== EXERCISE REQUIREMENTS ==
Which lines in the records below contain the word "const"? Return each of them.

== DATASET RECORDS ==
use rust_decimal::Decimal;
use serde::Serialize;

use crate::{
    core::{
        generator::{Fluid, GeneratorParams},
        pricing::Pricing,
        rates::{BucketFallback, KwBucket, RateTables},
        service::ServiceCode,
    },
    prelude::*,
    quantity::{cost::Cost, frequency::Frequency, time::Hours, volume::Gallons},
};

/// Single-visit cost components, unrounded.
#[must_use]
#[derive(Clone, Debug, Default, PartialEq, Eq, Serialize)]
#[serde(rename_all = "camelCase")]
pub struct Breakdown {
    pub labor_hours: Hours,
    pub mobilization_hours: Hours,
    pub labor_cost: Cost,

    /// Parts, marked up where the service marks them up.
    pub parts_cost: Cost,

    /// Fluids, supplies and laboratory fees.
    pub consumables_cost: Cost,

    pub travel_cost: Cost,
    pub mileage_cost: Cost,

    #[serde(skip_serializing_if = "Option::is_none")]
    pub bracket: Option<Bracket>,

    /// Oil or coolant volume for the fluid services.
    #[serde(skip_serializing_if = "Option::is_none")]
    pub fluid_gallons: Option<Gallons>,

    /// Resolved tune-up configuration, for example `8 PopNoz`.
    #[serde(skip_serializing_if = "Option::is_none")]
    pub configuration: Option<String>,

    /// Set when the configuration was not found and a fallback was priced instead.
    #[serde(skip_serializing_if = "std::ops::Not::not")]
    pub is_fallback_configuration: bool,
}

impl Breakdown {
    pub fn total(&self) -> Cost {
        self.labor_cost
            + self.parts_cost
            + self.consumables_cost
            + self.travel_cost
            + self.mileage_cost
    }
}

/// kW bracket the visit was priced from.
#[derive(Clone, Debug, PartialEq, Eq, Serialize)]
#[serde(rename_all = "camelCase")]
pub struct Bracket {
    pub label: String,
    pub size_category: &'static str,

    #[serde(skip_serializing_if = "Option::is_none")]
    pub fallback: Option<BucketFallback>,
}

/// Annualized cost of one service for one generator.
#[must_use]
#[derive(Clone, Debug, PartialEq, Eq, Serialize)]
#[serde(rename_all = "camelCase")]
pub struct ServiceResult {
    pub code: ServiceCode,
    pub frequency: Frequency,
    pub labor_hours: Hours,
    pub labor_cost: Cost,
    pub parts_cost: Cost,
    pub consumables_cost: Cost,
    pub travel_cost: Cost,
    pub mileage_cost: Cost,
    pub subtotal: Cost,
    pub breakdown: Breakdown,
}

impl ServiceResult {
    fn annualize(code: ServiceCode, frequency: Frequency, breakdown: Breakdown) -> Self {
        let labor_cost = breakdown.labor_cost * frequency;
        let parts_cost = breakdown.parts_cost * frequency;
        let consumables_cost = breakdown.consumables_cost * frequency;
        let travel_cost = breakdown.travel_cost * frequency;
        let mileage_cost = breakdown.mileage_cost * frequency;
        Self {
            code,
            frequency,
            labor_hours: breakdown.labor_hours * frequency,
            labor_cost,
            parts_cost,
            consumables_cost,
            travel_cost,
            mileage_cost,
            subtotal: breakdown.total() * frequency,
            breakdown,
        }
    }

    /// Parts and consumables together, the base of freight and tax.
    pub fn materials_cost(&self) -> Cost {
        self.parts_cost + self.consumables_cost
    }
}

/// Prices individual services against the rate tables.
#[derive(Copy, Clone)]
pub struct ServiceCalculator<'a> {
    tables: &'a RateTables,
    pricing: Pricing,
}

impl<'a> ServiceCalculator<'a> {
    pub const fn new(tables: &'a RateTables, pricing: Pricing) -> Self {
        Self { tables, pricing }
    }

    pub const fn pricing(&self) -> &Pricing {
        &self.pricing
    }

    /// Price the service and scale it by the annual frequency.
    #[instrument(skip_all, fields(%code, %frequency, kw = %params.kw))]
    pub fn calculate(
        &self,
        code: ServiceCode,
        params: &GeneratorParams,
        frequency: Frequency,
    ) -> ServiceResult {
        let breakdown = match code {
            ServiceCode::A => self.inspection(params),
            ServiceCode::B => self.oil_service(params),
            ServiceCode::C => self.coolant_service(params),
            ServiceCode::D => self.fluid_analysis(params),
            ServiceCode::E => self.load_bank(params),
            ServiceCode::F => self.diesel_tune_up(params),
            ServiceCode::G => self.gas_tune_up(params),
            ServiceCode::H => self.electrical_testing(params),
            ServiceCode::I => self.transfer_switch(params),
            ServiceCode::J => self.thermal_imaging(params),
            ServiceCode::K => self.battery_replacement(params),
        };
        let result = ServiceResult::annualize(code, frequency, breakdown);
        debug!(subtotal = %result.subtotal, "priced");
        result
    }

    /// On-site visit: labor, mobilization at the labor rate, and mileage from the shop.
    fn visit(
        &self,
        params: &GeneratorParams,
        labor_hours: Hours,
        mobilization_hours: Hours,
    ) -> Breakdown {
        Breakdown {
            labor_hours,
            mobilization_hours,
            labor_cost: labor_hours * self.pricing.labor_rate,
            travel_cost: mobilization_hours * self.pricing.labor_rate,
            mileage_cost: params.miles_from_shop * self.pricing.mileage_rate,
            ..Breakdown::default()
        }
    }

    fn marked_up(&self, cost: Cost) -> Cost {
        cost * self.pricing.parts_markup
    }

    fn bucket(&self, params: &GeneratorParams) -> (KwBucket, Bracket) {
        let bucket = self.tables.bucket(params.kw);
        let bracket = Bracket {
            label: self.tables.bucket_label(bucket.index),
            size_category: RateTables::size_category(bucket.index),
            fallback: bucket.fallback,
        };
        (bucket, bracket)
    }

    fn inspection(&self, params: &GeneratorParams) -> Breakdown {
        let (bucket, bracket) = self.bucket(params);
        let row = self.tables.inspection[bucket.index];
        Breakdown { bracket: Some(bracket), ..self.visit(params, row.labor, row.mobilization) }
    }

    fn oil_service(&self, params: &GeneratorParams) -> Breakdown {
        let (bucket, bracket) = self.bucket(params);
        let row = self.tables.oil_service[bucket.index];
        Breakdown {
            parts_cost: self.marked_up(row.filter),
            consumables_cost: self.marked_up(row.oil * self.pricing.oil_price),
            fluid_gallons: Some(row.oil),
            bracket: Some(bracket),
            ..self.visit(params, row.labor, row.mobilization)
        }
    }

    fn coolant_service(&self, params: &GeneratorParams) -> Breakdown {
        let (bucket, bracket) = self.bucket(params);
        let row = self.tables.coolant_service[bucket.index];
        let coolant = self.tables.coolant_gallons(bucket);
        Breakdown {
            parts_cost: self.marked_up(row.hoses_and_belts),
            consumables_cost: coolant * self.pricing.coolant_price + self.tables.coolant_sample_fee,
            fluid_gallons: Some(coolant),
            bracket: Some(bracket),
            ..self.visit(params, row.labor, row.mobilization)
        }
    }

    /// Samples are collected during another visit, so there is no mobilization or mileage.
    fn fluid_analysis(&self, params: &GeneratorParams) -> Breakdown {
        let fluids = params.fluids.unwrap_or_default();
        let fees = [Fluid::Oil, Fluid::Coolant, Fluid::Fuel]
            .into_iter()
            .filter(|fluid| fluids.contains(*fluid))
            .map(|fluid| self.pricing.analysis_fees.fee(fluid))
            .sum::<Cost>();
        let labor_hours = self.tables.sample_collection;
        Breakdown {
            labor_hours,
            labor_cost: labor_hours * self.pricing.labor_rate,
            consumables_cost: fees,
            ..Breakdown::default()
        }
    }

    /// Equipment rental is passed through without markup.
    fn load_bank(&self, params: &GeneratorParams) -> Breakdown {
        let (bucket, bracket) = self.bucket(params);
        let row = self.tables.load_bank[bucket.index];
        Breakdown {
            parts_cost: row.equipment_rental,
            bracket: Some(bracket),
            ..self.visit(params, row.labor, row.mobilization)
        }
    }

    fn diesel_tune_up(&self, params: &GeneratorParams) -> Breakdown {
        let tune_up = &self.tables.diesel_tune_up;
        let config = tune_up.resolve(params.cylinders, params.injector_type);
        Breakdown {
            parts_cost: self.marked_up(tune_up.parts(config)),
            configuration: Some(config.to_string()),
            is_fallback_configuration: config.is_fallback,
            ..self.visit(params, config.labor, self.tables.default_mobilization)
        }
    }

    fn gas_tune_up(&self, params: &GeneratorParams) -> Breakdown {
        let tune_up = &self.tables.gas_tune_up;
        let cylinders = params.cylinders.unwrap_or_else(|| {
            warn!(
                cylinders = tune_up.default_cylinders,
                "cylinder count is missing, using the default",
            );
            tune_up.default_cylinders
        });
        Breakdown {
            parts_cost: self.marked_up(tune_up.parts_per_cylinder * Decimal::from(cylinders)),
            configuration: Some(format!("{cylinders} cylinders")),
            is_fallback_configuration: params.cylinders.is_none(),
            ..self.visit(params, tune_up.labor(cylinders), self.tables.default_mobilization)
        }
    }

    fn electrical_testing(&self, params: &GeneratorParams) -> Breakdown {
        let (bucket, bracket) = self.bucket(params);
        let labor_hours = self.tables.electrical_testing[bucket.index];
        Breakdown {
            bracket: Some(bracket),
            ..self.visit(params, labor_hours, self.tables.default_mobilization)
        }
    }

    /// Supplies are consumables and not marked up.
    fn transfer_switch(&self, params: &GeneratorParams) -> Breakdown {
        let row = self.tables.transfer_switch.get(params.kw);
        Breakdown {
            consumables_cost: row.supplies,
            ..self.visit(params, row.labor, self.tables.default_mobilization)
        }
    }

    fn thermal_imaging(&self, params: &GeneratorParams) -> Breakdown {
        self.visit(params, self.tables.thermal_imaging, self.tables.default_mobilization)
    }

    fn battery_replacement(&self, params: &GeneratorParams) -> Breakdown {
        let (bucket, bracket) = self.bucket(params);
        let labor_hours = *self.tables.battery_replacement.get(params.kw);
        Breakdown {
            parts_cost: self.marked_up(self.tables.oil_service[bucket.index].battery),
            bracket: Some(bracket),
            ..self.visit(params, labor_hours, self.tables.default_mobilization)
        }
    }
}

== ANSWER TO THIS TASK ==
    pub const fn new(tables: &'a RateTables, pricing: Pricing) -> Self {
    pub const fn pricing(&self) -> &Pricing {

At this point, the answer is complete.